Aside from the aesthetic thrill of the proximity of “assholes” and “ontological,” Lennard’s writing here clarifies a knotty way of seeing the world (things are impossibly bad) while also trying to open the door for more imaginative and therefore more hopeful thinking about the future (not every “impossible” solution is impossible).
In the reported essays “Making Felons” and “Still Fighting at Standing Rock,” Lennard writes about the difficulties of defending in court those who were arrested at the J20 protest and at Standing Rock, respectively. In both instances, the government sought to bring enough charges against enough people to coerce plea deals. The subsequent essay, “Know Your Rights,” concerns the increased efforts to criminalize protest, as well as the de-platforming measures that people working against fascism can take, instead of looking to the state or other institutions to shut fascism down. These essays are an effective triptych: Through the stories of a handful of people affected, Lennard illustrates how a state apparatus mobilizes against those it seeks to crush.

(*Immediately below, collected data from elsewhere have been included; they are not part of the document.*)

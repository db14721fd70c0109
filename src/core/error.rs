//! Error types for triage engine operations.

use thiserror::Error;

use crate::util::serde::PatientId;

/// Errors produced by engine components.
#[derive(Debug, Error)]
pub enum TriageError {
    /// Configuration failed validation.
    #[error("invalid configuration: {0}")]
    InvalidConfig(String),
    /// Arrival payload could not be decoded.
    #[error("malformed arrival: {0}")]
    MalformedArrival(String),
    /// No record exists for the patient.
    #[error("unknown patient {0}")]
    UnknownPatient(PatientId),
    /// The patient's record is already terminal.
    #[error("patient {0} already has a terminal record")]
    TerminalRecord(PatientId),
    /// The requested lifecycle transition does not apply to the record's state.
    #[error("patient {patient_id}: cannot {action} a record that is {state}")]
    InvalidTransition {
        /// Patient whose record was targeted.
        patient_id: PatientId,
        /// Attempted transition.
        action: &'static str,
        /// State the record was in.
        state: &'static str,
    },
    /// Listener could not be bound.
    #[error("cannot listen on {addr}: {source}")]
    Bind {
        /// Requested address.
        addr: String,
        /// Underlying I/O failure.
        source: std::io::Error,
    },
    /// Filesystem or socket failure.
    #[error("io error: {0}")]
    Io(#[from] std::io::Error),
    /// Snapshot (de)serialization failure.
    #[error("serialization error: {0}")]
    Serialization(#[from] serde_json::Error),
}

/// Application-facing result using anyhow for higher-level contexts.
pub type AppResult<T> = Result<T, anyhow::Error>;
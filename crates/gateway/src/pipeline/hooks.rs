//! Pre-hook rule matching for the `ToolPipeline` (spec §4.3: "tool hooks:
//! deny, allow, log"). A rule matches on the tool name and, optionally, on
//! one or more regexes applied to string fields of the call's input.

use regex::Regex;
use serde_json::Value;

#[derive(Debug, Clone)]
pub enum HookAction {
    Deny { reason: String },
    Allow,
    Log,
}

/// Matches an input field by JSON pointer-ish dotted path against a regex.
#[derive(Debug, Clone)]
pub struct InputMatcher {
    pub field: String,
    pub pattern: Regex,
}

impl InputMatcher {
    pub fn matches(&self, input: &Value) -> bool {
        let mut cursor = input;
        for part in self.field.split('.') {
            match cursor.get(part) {
                Some(next) => cursor = next,
                None => return false,
            }
        }
        cursor.as_str().map(|s| self.pattern.is_match(s)).unwrap_or(false)
    }
}

#[derive(Debug, Clone)]
pub struct HookRule {
    /// Matches the tool name (e.g. `^bash$`, `^browse\.`).
    pub matcher: Regex,
    /// All of these must match for the rule to apply, in addition to
    /// `matcher`. Empty means "no further constraint".
    pub input_matchers: Vec<InputMatcher>,
    pub action: HookAction,
    /// Lower values run first within a rule group.
    pub priority: i32,
}

impl HookRule {
    pub fn matches(&self, tool_name: &str, input: &Value) -> bool {
        if !self.matcher.is_match(tool_name) {
            return false;
        }
        self.input_matchers.iter().all(|m| m.matches(input))
    }
}

#[cfg(test)]
mod tests {
    use super::*;
    use serde_json::json;

    #[test]
    fn matches_on_tool_name_only() {
        let rule = HookRule {
            matcher: Regex::new("^bash$").unwrap(),
            input_matchers: vec![],
            action: HookAction::Deny { reason: "no".into() },
            priority: 0,
        };
        assert!(rule.matches("bash", &json!({})));
        assert!(!rule.matches("filesystem", &json!({})));
    }

    #[test]
    fn input_matcher_inspects_a_dotted_field() {
        let rule = HookRule {
            matcher: Regex::new("^bash$").unwrap(),
            input_matchers: vec![InputMatcher {
                field: "command".into(),
                pattern: Regex::new("rm -rf").unwrap(),
            }],
            action: HookAction::Deny { reason: "destructive command".into() },
            priority: 0,
        };
        assert!(rule.matches("bash", &json!({"command": "rm -rf /"})));
        assert!(!rule.matches("bash", &json!({"command": "ls"})));
    }

    #[test]
    fn missing_field_does_not_match() {
        let rule = HookRule {
            matcher: Regex::new("^bash$").unwrap(),
            input_matchers: vec![InputMatcher {
                field: "missing".into(),
                pattern: Regex::new(".*").unwrap(),
            }],
            action: HookAction::Log,
            priority: 0,
        };
        assert!(!rule.matches("bash", &json!({"command": "ls"})));
    }
}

Lennard also makes herself vulnerable to the reader, writing frankly about some of her past romantic relationships and her two suicide attempts. These essays, which are moving in their own right, are also situated within a personal-political construct that, Lennard argues, operates on a systemic level:
The personal is not political because personal choices are necessarily political choices, but because the very terrain of what gets to be a choice and what types of persons get to be choosers—what types of persons get to be—is shaped by political power.

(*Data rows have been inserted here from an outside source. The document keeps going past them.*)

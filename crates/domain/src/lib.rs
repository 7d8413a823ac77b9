pub mod agent;
pub mod config;
pub mod error;
pub mod stream;
pub mod tool;

pub use agent::{AgentConfig, NetworkMode, NetworkPolicy, RunnerState, SandboxPermissions, TurnUsage};
pub use config::Config;
pub use error::{Error, Result};
pub use stream::{BoxStream, StopReason, StreamEvent, Usage};
pub use tool::{ContentPart, Message, MessageContent, Role, ToolCall, ToolDefinition};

Even when she is sharing difficult details about herself, Lennard is also providing a tool that readers can use to understand their own experiences.
Being Numerous takes its title from “Of Being Numerous,” a poem by George Oppen, who volunteered for the United States Armed Forces to fight fascism in World War II, and was exiled in Mexico upon his return for his past affiliation with the Communist Party. The poem’s 22nd section reads: “Clarity / In the sense of transparence / I don’t mean that much can be explained / Clarity in the sense of silence.” Lennard’s clarities include transparence and silence, but she makes a crucial addition: clarity of thinking. The title of the book itself is a reference to mass political action, and Being Numerous demonstrates Lennard’s thoughtful clarity through an impressive range of subjects and styles. Watching Lennard apply a clean analytic framework that uses narrative evidence to describe systemic problems is both satisfying and instructive. Approaching all these social problems is a tricky task for Lennard and readers alike, but Being Numerous suggests a persuasive scheme for how to process the world as it grows ever more fascist, and how to conceive of a better future—even or especially when something better might seem inconceivable.